Tía Cristina

 

También la tía Cristina padeció en aquel desgraciado otoño de 1943 “la ocupación alemana”. En efecto, debió “hospedar” una sección de la Wermacht: no se trataban de S.S. o Paracaidistas o Zapadores, sino de dos tranquilos choferes de Intendencia (abastecimiento y subsistencia).
Nos comunicaba sus preocupaciones desde la terraza de su casa, adyacente a la de Carusi-Grilli, donde nosotros nos habíamos trasladado después que la Feldgendarmerie ocupara la casa de los Simonetti.
Aquellos dos ocupantes no le provocaban mucho fastidio, pero tenían algunas actitudes que la molestaban.
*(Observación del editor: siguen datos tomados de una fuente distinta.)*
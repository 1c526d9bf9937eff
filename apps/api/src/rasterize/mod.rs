//! First-page rasterisation: turns an uploaded PDF into a PNG preview.
//!
//! pdfium is a blocking C++ library, so rendering runs inside
//! `tokio::task::spawn_blocking`.

use std::io::Cursor;

use async_trait::async_trait;
use bytes::Bytes;
use image::DynamicImage;
use pdfium_render::prelude::*;
use tracing::{debug, warn};

use crate::storage::UploadFile;

/// Outcome of a conversion. Mirrors the renderer contract: an image, an error
/// message, or (rarely) neither.
#[derive(Debug, Clone, Default)]
pub struct Rasterized {
    pub file: Option<UploadFile>,
    pub error: Option<String>,
}

impl Rasterized {
    pub fn image(file: UploadFile) -> Self {
        Self {
            file: Some(file),
            error: None,
        }
    }

    pub fn failed(error: impl Into<String>) -> Self {
        Self {
            file: None,
            error: Some(error.into()),
        }
    }
}

#[async_trait]
pub trait DocumentRasterizer: Send + Sync {
    async fn convert(&self, file: &UploadFile) -> Rasterized;
}

/// pdfium backed rasterizer.
pub struct PdfiumRasterizer {
    max_pixels: i32,
    library_path: Option<String>,
}

impl PdfiumRasterizer {
    pub fn new(max_pixels: i32, library_path: Option<String>) -> Self {
        Self {
            max_pixels,
            library_path,
        }
    }
}

#[async_trait]
impl DocumentRasterizer for PdfiumRasterizer {
    async fn convert(&self, file: &UploadFile) -> Rasterized {
        let bytes = file.bytes.clone();
        let max_pixels = self.max_pixels;
        let library_path = self.library_path.clone();
        let image_name = preview_name(&file.name);

        let rendered = tokio::task::spawn_blocking(move || {
            render_first_page(&bytes, max_pixels, library_path.as_deref())
        })
        .await;

        match rendered {
            Ok(Ok(png)) => {
                debug!("Rendered preview {image_name} ({} bytes)", png.len());
                Rasterized::image(UploadFile::new(image_name, "image/png", Bytes::from(png)))
            }
            Ok(Err(message)) => {
                warn!("Rasterisation of {} failed: {message}", file.name);
                Rasterized::failed(message)
            }
            Err(e) => Rasterized::failed(format!("Render task panicked: {e}")),
        }
    }
}

fn bind_pdfium(library_path: Option<&str>) -> Result<Pdfium, String> {
    let bindings = match library_path {
        Some(path) => Pdfium::bind_to_library(path),
        None => Pdfium::bind_to_system_library(),
    }
    .map_err(|e| format!("Failed to load pdfium: {e}"))?;
    Ok(Pdfium::new(bindings))
}

fn render_first_page(
    bytes: &[u8],
    max_pixels: i32,
    library_path: Option<&str>,
) -> Result<Vec<u8>, String> {
    let pdfium = bind_pdfium(library_path)?;

    let document = pdfium
        .load_pdf_from_byte_slice(bytes, None)
        .map_err(|e| format!("Failed to open PDF: {e:?}"))?;

    let pages = document.pages();
    if pages.len() == 0 {
        return Err("PDF has no pages".to_string());
    }

    let page = pages
        .get(0)
        .map_err(|e| format!("Failed to load first page: {e:?}"))?;

    let render_config = PdfRenderConfig::new()
        .set_target_width(max_pixels)
        .set_maximum_height(max_pixels);

    let bitmap = page
        .render_with_config(&render_config)
        .map_err(|e| format!("Failed to render first page: {e:?}"))?;

    encode_png(&bitmap.as_image())
}

fn encode_png(image: &DynamicImage) -> Result<Vec<u8>, String> {
    let mut buf = Vec::new();
    image
        .write_to(&mut Cursor::new(&mut buf), image::ImageFormat::Png)
        .map_err(|e| format!("Failed to encode PNG: {e}"))?;
    Ok(buf)
}

/// `resume.PDF` → `resume.png`; other names just gain the extension.
pub fn preview_name(document_name: &str) -> String {
    let lower = document_name.to_ascii_lowercase();
    let stem = if lower.ends_with(".pdf") {
        &document_name[..document_name.len() - 4]
    } else {
        document_name
    };
    format!("{stem}.png")
}

#[cfg(test)]
mod tests {
    use super::*;
    use image::{Rgba, RgbaImage};

    #[test]
    fn test_preview_name_replaces_pdf_extension() {
        assert_eq!(preview_name("resume.pdf"), "resume.png");
        assert_eq!(preview_name("Resume.PDF"), "Resume.png");
        assert_eq!(preview_name("cv"), "cv.png");
        assert_eq!(preview_name("notes.pdf.bak"), "notes.pdf.bak.png");
    }

    #[test]
    fn test_encode_png_produces_png_signature() {
        let img = DynamicImage::ImageRgba8(RgbaImage::from_pixel(8, 8, Rgba([0, 0, 255, 255])));
        let png = encode_png(&img).expect("encode should succeed");
        assert_eq!(&png[..8], b"\x89PNG\r\n\x1a\n");
    }

    #[test]
    fn test_rasterized_constructors() {
        let ok = Rasterized::image(UploadFile::new("a.png", "image/png", Bytes::from_static(b"x")));
        assert!(ok.file.is_some() && ok.error.is_none());

        let failed = Rasterized::failed("boom");
        assert!(failed.file.is_none());
        assert_eq!(failed.error.as_deref(), Some("boom"));
    }
}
Primero: usaban dos de sus atávicos almohadones para tornar más mullidos los rústicos asientos del camión militar y, segundo: aplastaban las almendras sobre los peldaños de piedra de la escalera de acceso a su casa.
¡Querida tía!. Compasiva la muerte, la sorprendió poco después en la “Puerta de los Sarracenos”, donde el hijo Peppino la había hospedado en una rudimentaria tienda.
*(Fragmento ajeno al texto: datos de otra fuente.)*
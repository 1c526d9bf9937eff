use axum::{
    http::StatusCode,
    response::{IntoResponse, Response},
    Json,
};
use serde_json::json;
use thiserror::Error;

/// Application-level error type.
/// Implements `IntoResponse` so Axum handlers can return `Result<T, AppError>`.
#[derive(Debug, Error)]
pub enum AppError {
    #[error("Not found: {0}")]
    NotFound(String),

    #[error("Validation error: {0}")]
    Validation(String),

    #[error("Conflict: {0}")]
    Conflict(String),

    #[error("Storage error: {0}")]
    Storage(String),

    #[error("KV error: {0}")]
    Kv(String),

    /// A failed upload-analyze run. Carries the `Error: ...` status string.
    #[error("{0}")]
    Workflow(String),

    #[error("Internal server error: {0}")]
    Internal(#[from] anyhow::Error),
}

impl IntoResponse for AppError {
    fn into_response(self) -> Response {
        let (status, code, message) = match &self {
            AppError::NotFound(msg) => (StatusCode::NOT_FOUND, "NOT_FOUND", msg.clone()),
            AppError::Validation(msg) => (StatusCode::BAD_REQUEST, "VALIDATION_ERROR", msg.clone()),
            AppError::Conflict(msg) => (StatusCode::CONFLICT, "CONFLICT", msg.clone()),
            AppError::Storage(msg) => {
                tracing::error!("Storage error: {msg}");
                (
                    StatusCode::INTERNAL_SERVER_ERROR,
                    "STORAGE_ERROR",
                    "A storage error occurred".to_string(),
                )
            }
            AppError::Kv(msg) => {
                tracing::error!("KV error: {msg}");
                (
                    StatusCode::INTERNAL_SERVER_ERROR,
                    "KV_ERROR",
                    "A key-value store error occurred".to_string(),
                )
            }
            // The status string is meant for the user, so it is returned verbatim.
            AppError::Workflow(status) => (StatusCode::BAD_GATEWAY, "WORKFLOW_FAILED", status.clone()),
            AppError::Internal(e) => {
                tracing::error!("Internal error: {e:?}");
                (
                    StatusCode::INTERNAL_SERVER_ERROR,
                    "INTERNAL_ERROR",
                    "An internal server error occurred".to_string(),
                )
            }
        };

        let body = Json(json!({
            "error": {
                "code": code,
                "message": message
            }
        }));

        (status, body).into_response()
    }
}
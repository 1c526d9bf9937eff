//! Upload form parsing and document validation.

use axum::extract::Multipart;

use crate::errors::AppError;
use crate::storage::UploadFile;
use crate::submission::workflow::AnalyzeRequest;

/// Largest accepted resume.
pub const MAX_UPLOAD_BYTES: usize = 20 * 1024 * 1024;

const PDF_MAGIC: &[u8] = b"%PDF-";

/// Raw form fields before validation.
#[derive(Debug, Default)]
pub struct UploadForm {
    pub company_name: String,
    pub job_title: String,
    pub job_description: String,
    pub file: Option<UploadFile>,
}

impl UploadForm {
    pub async fn from_multipart(mut multipart: Multipart) -> Result<Self, AppError> {
        let mut form = UploadForm::default();

        while let Some(field) = multipart
            .next_field()
            .await
            .map_err(|e| AppError::Validation(e.body_text()))?
        {
            let name = field.name().unwrap_or_default().to_string();
            match name.as_str() {
                "file" => {
                    if form.file.is_some() {
                        return Err(AppError::Validation("Only one resume file may be uploaded".to_string()));
                    }
                    let file_name = field.file_name().unwrap_or("resume.pdf").to_string();
                    let content_type = field.content_type().unwrap_or("application/pdf").to_string();
                    let bytes = field
                        .bytes()
                        .await
                        .map_err(|e| AppError::Validation(e.body_text()))?;
                    form.file = Some(UploadFile::new(file_name, content_type, bytes));
                }
                "company-name" | "job-title" | "job-description" => {
                    let text = field
                        .text()
                        .await
                        .map_err(|e| AppError::Validation(e.body_text()))?;
                    let text = text.trim().to_string();
                    match name.as_str() {
                        "company-name" => form.company_name = text,
                        "job-title" => form.job_title = text,
                        _ => form.job_description = text,
                    }
                }
                _ => {}
            }
        }

        Ok(form)
    }

    /// Validates the document and produces the workflow input.
    pub fn into_request(self) -> Result<AnalyzeRequest, AppError> {
        let file = self
            .file
            .ok_or_else(|| AppError::Validation("A resume file is required".to_string()))?;

        Ok(AnalyzeRequest {
            company_name: self.company_name,
            job_title: self.job_title,
            job_description: self.job_description,
            file: validate_document(file)?,
        })
    }
}

/// Accepts non-empty PDFs up to `MAX_UPLOAD_BYTES`. The content type is
/// normalised because browsers are inconsistent about it.
pub fn validate_document(file: UploadFile) -> Result<UploadFile, AppError> {
    if file.bytes.is_empty() {
        return Err(AppError::Validation("The uploaded file is empty".to_string()));
    }
    if file.bytes.len() > MAX_UPLOAD_BYTES {
        return Err(AppError::Validation(format!(
            "The uploaded file exceeds the {} MB limit",
            MAX_UPLOAD_BYTES / (1024 * 1024)
        )));
    }
    if !file.bytes.starts_with(PDF_MAGIC) {
        return Err(AppError::Validation("Only PDF resumes are supported".to_string()));
    }
    Ok(UploadFile {
        content_type: "application/pdf".to_string(),
        ..file
    })
}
Obligada como fue a dejar su casa, la suerte le ahorró la visión de los escombros de su centenaria habitación, de sus muebles, de sus almohadones despanzurrados por las explosiones.
Más afortunado aún fue su hermano Tommaso, mi abuelo materno, que a los ochenta y nueve años y en su propio lecho falleció pocos meses antes.
Entonces las hermosas casas de Simonetti, Beviglia, Carusi-Grilli (esta última había alojado a D’Annunzio), sólidas, de piedra, construídas sobre roca, realzadas con terrazas y balcones, con amplios salones, misteriosos cielos rasos y tenebrosos sótanos, que a nosotros niños infundían un poco de temor, no existen más. Eran ricas de tantas cosas interesantes: armas, herramientas agrícolas, instrumentos musicales, sillas de montar, diferentes contenedores de vinos, aceites y tantos, tantos libros, cajas, baúles. Cosas que existen sólo en mi memoria y en los pocos testimonios que aún perduran de un pasado que es de ayer, pero que parece tan, tan lejano.